The Virginia Department of Criminal Justice Services is also trying
to foster closer ties between security companies without police
powers and the police and sheriff's departments. The agency has begun
training and certifying "Private Crime Prevention Practitioners" and
soon plans to send security companies e-mails with unclassified
homeland security threats and crime alerts.
Maryland has no similar collaboration, according to the Maryland
State Police, which licenses security officers. The District is
strengthening its supervision of security and private police, with
new requirements for training and background checks having been
adopted by the D.C. Council.
Some of the most sophisticated private security operations have
expanded in part because of shrinking local and federal resources.
The nation's largest bank, Bank of America, hired Chris Swecker as
its corporate security executive last year when he retired as
assistant director of the FBI. Even as identity theft and other fraud
schemes have been booming, Swecker said, fewer federal investigators
are devoted to solving such crimes, and many U.S. attorney's offices
will not prosecute them unless their value reaches $100,000.
As a result, he said, federal officials now ask the bank's own
investigators to do the work, including a three-year probe that
helped police and the FBI piece together an identity-theft ring that
defrauded 800 bank customers of $11 million.

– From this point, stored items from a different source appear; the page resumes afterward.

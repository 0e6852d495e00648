//! MsgPack codec using `rmp-serde`.
//!
//! Structs are always written with `to_vec_named` (struct-as-map) so that a
//! message decodes by field name. A server that adds a field, or reorders
//! them, does not break older clients.

use bytes::Bytes;

use crate::error::Result;

/// MessagePack codec for wire payloads.
pub struct MsgPackCodec;

impl MsgPackCodec {
    /// Encode a value to MsgPack bytes.
    ///
    /// # Errors
    ///
    /// Returns [`TypeDBError::Encode`](crate::TypeDBError::Encode) if the value
    /// cannot be serialized.
    #[inline]
    pub fn encode<T: serde::Serialize>(value: &T) -> Result<Vec<u8>> {
        Ok(rmp_serde::to_vec_named(value)?)
    }

    /// Encode a value straight into a frame payload.
    #[inline]
    pub fn encode_bytes<T: serde::Serialize>(value: &T) -> Result<Bytes> {
        Self::encode(value).map(Bytes::from)
    }

    /// Decode MsgPack bytes to a value.
    ///
    /// A payload naming an enum variant this client does not know fails here,
    /// so unrecognised message shapes surface as
    /// [`TypeDBError::Decode`](crate::TypeDBError::Decode).
    #[inline]
    pub fn decode<T: serde::de::DeserializeOwned>(bytes: &[u8]) -> Result<T> {
        Ok(rmp_serde::from_slice(bytes)?)
    }
}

In North Carolina, the state Department of Justice requires company
police to go through the same basic training as public officers. They
have full police powers on the property they are hired to protect.
Capitol Special Police's owner, Roy G. Taylor, was chief of three
small nearby police departments and held state law enforcement jobs
before starting the company in 2002. As Hispanic gangs were
increasing, he said, "I saw a niche." The company has eight officers,
some of whom are part time while working for area police departments.
They have used batons and pepper spray but have not fired a service
weapon, Taylor said. Once, in an apartment complex where they worked
in nearby Carrboro, Capt. Nicole Howard, Taylor's wife, dressed in
plain clothes to attract a convicted rapist who had been peering in
windows and stalking women. Then she arrested him for trespassing.
Today, charging $35 per hour, the firm has contracts with four
apartment complexes, a bowling alley, two shopping centers and a pair
of private nightclubs. A few weeks ago, two of the Taylors'
employees, Capt. Kenny Mangum and Officer Matt Saylors, walked over
to a car at the nightclub Black Tie to warn the men inside not to
loiter in the parking lot. Catching a whiff of marijuana, they found
seven rocks of crack cocaine in the ashtray and two handguns under
the seat of the driver, who was a convicted felon. They called the
Raleigh police to handle the arrest.
Because they are part of a private company, Taylor and his officers
are mindful that customers are billed for the time they spend
testifying in court.
"I try to make arrests only when absolutely necessary," said Watt,
the officer who stopped the six men with the open beer cans. The
company's marked patrol cars, he said, do not have radios to call for
backup help or computers to check immediately for outstanding
warrants or criminal records.
After satisfying himself that the six young men, lined up nervously
and shivering in the cold night air, had no drugs, Watt let them go.